Bush Pilot 13 ans Private Reserve

43% alc./vol.
Fût #14-037.

André 86%
On aura rarement vu, senti et goûté un corn whisky qui aura su cacher avec autant d’habileté sa provenance. Le nez est un peu plus aquilin que les corn whiskies habituels mais l’impressionnante livraison de vanille et de sucre à laquelle se mélangera un fond d’alcool assez ponctué est très agréable. L’effet du bois est soupesé et trouve aussi sa place dans l’ensemble, tout comme le caramel qui arrondira le tout. La bouche elle aussi possède ce côté relativement puissant même si attendri par les mêmes arômes du nez, auxquelles s’additionneront le poivre et un kick de menthol éphémère. La texture est malheureusement un peu flasque, ce qui me déçoit un peu personnellement. J’aurais tellement aimé goûter à cet embouteillage en version cask strength… La finale est chaude, un maelstrom de poivre-vanille et quelques éclisses de bois.

RV 84.5%
Tout doux la bête, toute douce. Intriguant ce nez de rhum et d’orange, je penserais davantage le boire en Cuba libre que nature. De manière piquante, le grain mord très fortement les papilles avant la marmelade d’orange, qui meure dans la longue finale de grain sucré. Définitivement une bête de jour, peu agressive malgré toute une morsure. Une whisky-lionne des savanes de blé.

Patrick 86%
Nez: Doux caramel et côté feuillu.

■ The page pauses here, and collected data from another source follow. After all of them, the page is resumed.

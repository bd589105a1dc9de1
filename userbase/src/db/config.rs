//! Database configuration management.

/// Database connection pool configuration
#[derive(Debug, Clone)]
pub struct DatabaseConfig {
    /// PostgreSQL connection string
    pub database_url: String,
    /// Maximum number of connections in the pool
    pub max_connections: u32,
    /// Minimum number of idle connections to maintain
    pub min_connections: u32,
    /// Connection acquisition timeout in seconds
    pub connection_timeout_secs: u64,
    /// How long a connection may sit idle before being closed, in seconds
    pub idle_timeout_secs: u64,
    /// Maximum lifetime of a single connection in seconds
    pub max_lifetime_secs: u64,
}

impl DatabaseConfig {
    /// Create configuration from environment variables
    ///
    /// Reads `DATABASE_URL` plus the optional pool knobs
    /// `DB_MAX_CONNECTIONS`, `DB_MIN_CONNECTIONS`,
    /// `DB_CONNECTION_TIMEOUT_SECS`, `DB_IDLE_TIMEOUT_SECS`, and
    /// `DB_MAX_LIFETIME_SECS`.
    ///
    /// # Panics
    ///
    /// Panics if `DATABASE_URL` is not set.
    pub fn from_env() -> Self {
        let database_url =
            std::env::var("DATABASE_URL").expect("DATABASE_URL environment variable must be set");

        Self {
            database_url,
            max_connections: env_or("DB_MAX_CONNECTIONS", 20),
            min_connections: env_or("DB_MIN_CONNECTIONS", 5),
            connection_timeout_secs: env_or("DB_CONNECTION_TIMEOUT_SECS", 10),
            idle_timeout_secs: env_or("DB_IDLE_TIMEOUT_SECS", 600),
            max_lifetime_secs: env_or("DB_MAX_LIFETIME_SECS", 1800),
        }
    }

    /// Configuration for local development
    pub fn development() -> Self {
        Self {
            database_url: "postgres://postgres@localhost/userbase_db".to_string(),
            max_connections: 5,
            min_connections: 1,
            connection_timeout_secs: 5,
            idle_timeout_secs: 300,
            max_lifetime_secs: 900,
        }
    }
}

impl Default for DatabaseConfig {
    fn default() -> Self {
        Self {
            database_url: "postgres://postgres@localhost/userbase_db".to_string(),
            max_connections: 20,
            min_connections: 5,
            connection_timeout_secs: 10,
            idle_timeout_secs: 600,
            max_lifetime_secs: 1800,
        }
    }
}

fn env_or<T: std::str::FromStr>(var: &str, default: T) -> T {
    std::env::var(var)
        .ok()
        .and_then(|value| value.parse().ok())
        .unwrap_or(default)
}
//! Prometheus metrics for monitoring server health and traffic.
//!
//! Metrics are exposed in Prometheus text format by an exporter bound to
//! `METRICS_BIND` when configured. Without a recorder installed every
//! call here is a no-op, so tests and metric-less deployments pay
//! nothing.

use std::net::SocketAddr;

use metrics_exporter_prometheus::PrometheusBuilder;

/// Initialize the Prometheus metrics exporter
pub fn init_metrics(addr: SocketAddr) -> Result<(), String> {
    PrometheusBuilder::new()
        .with_http_listener(addr)
        .install()
        .map_err(|err| format!("Failed to install Prometheus exporter: {}", err))
}

// ============================================================================
// HTTP Metrics
// ============================================================================

/// Record an HTTP request with method, path, and status labels
pub fn http_requests_total(method: &str, path: &str, status: u16) {
    metrics::counter!("http_requests_total",
        "method" => method.to_string(),
        "path" => path.to_string(),
        "status" => status.to_string()
    )
    .increment(1);
}

/// Record HTTP request duration in milliseconds
pub fn http_request_duration_ms(method: &str, path: &str, duration_ms: f64) {
    metrics::histogram!("http_request_duration_ms",
        "method" => method.to_string(),
        "path" => path.to_string()
    )
    .record(duration_ms);
}

// ============================================================================
// Account Metrics
// ============================================================================

/// Count a completed registration
pub fn registrations_total() {
    metrics::counter!("registrations_total").increment(1);
}

/// Count a login attempt by outcome
pub fn login_attempts_total(success: bool) {
    metrics::counter!("login_attempts_total",
        "success" => success.to_string()
    )
    .increment(1);
}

Bouche: Le côté feuillu est plus prédominant, avec quelques épices, du poivre et une touche de menthol. Le caramel est très discret. Finale: Menthol et caramel. Balance: Original, une belle puissance, j’aime bien.

Martin 85%
Un whisky qui ne semble pas faire pas ses treize ans juste en le regardant. Paille rosée un peu diluée. Nez: Caramel, vanille, maïs, épices. Pointe de menthe suivie d’un vent de vernis à ongles. Bouche: Vanille encore, maïs et caramel. Fruits confits. Très réminiscent d’un bon bourbon, probablement dû à son mashbill cent pour cent blé d’inde. Notes d’anis ou même de réglisse noire. Finale: Chaude et épicée. Repose paisiblement et agréablement en bouche. Vent de sambuca. Équilibre: Aurait eu avantage à avoir un petit peu plus de mordant, 46% et plus par exemple. Néanmoins on ne peut plus gagnant comme whisky de légendes oubliées.

Meaghers 1878

40% alc./vol.

André 72%
Nez franc et affirmé, herbeux et sucré au bonbon au caramel. Ça goûte l’artificiel, le factice, l’altéré. La bouche est aussi ordinaire que le nez, herbe et bonbons mentholés, le sapin peut-être. Ça me rappelle un gin que j’ai goûté. La texture est collante mais fluide et claire. Finale désagréable, on dirait un whisky aromatisé cheap… Vomir.

RV 80%
Avec son petit pot de caramel, à force de traîner ça et là sous les branches, bien peu de larmes si elle se fait attraper par le grand méchant loup. Nez puissamment canadien, j’ai l’impression de tremper dans un caramel à peine liquide, et dont le fond est un peu brûlé. En bouche presqu’aucun caramel; cette fois-ci il s’agit du seigle sur feu de chêne, bois qui en finale semble retourner vers la forêt avec une phénoménale quantité de sève. La finale est longue, très longue, et l’ensemble du whisky est ok sauf que perdu dans tout ce bois, la destination ne semble pas très claire.

Macallan Forties

40% alc./vol.

André 82%
Miel, vanille, crème brûlée. Très linéaire comme odeurs et arômes. En bouche, la texture est trop éparse, même avec les notes de caramel brûlé, le sucre et le miel, l’ensemble est évasif et hautement volatile. En respirant, le whisky dégage maintenant de belles vagues chocolatées. La finale est très courte, sans aucune variante d’arômes que celles livrées précédemment. Un whisky dont le nez est vraiment agréable mais dont la texture et la finale ne sauront livrer les charmes et subtilités.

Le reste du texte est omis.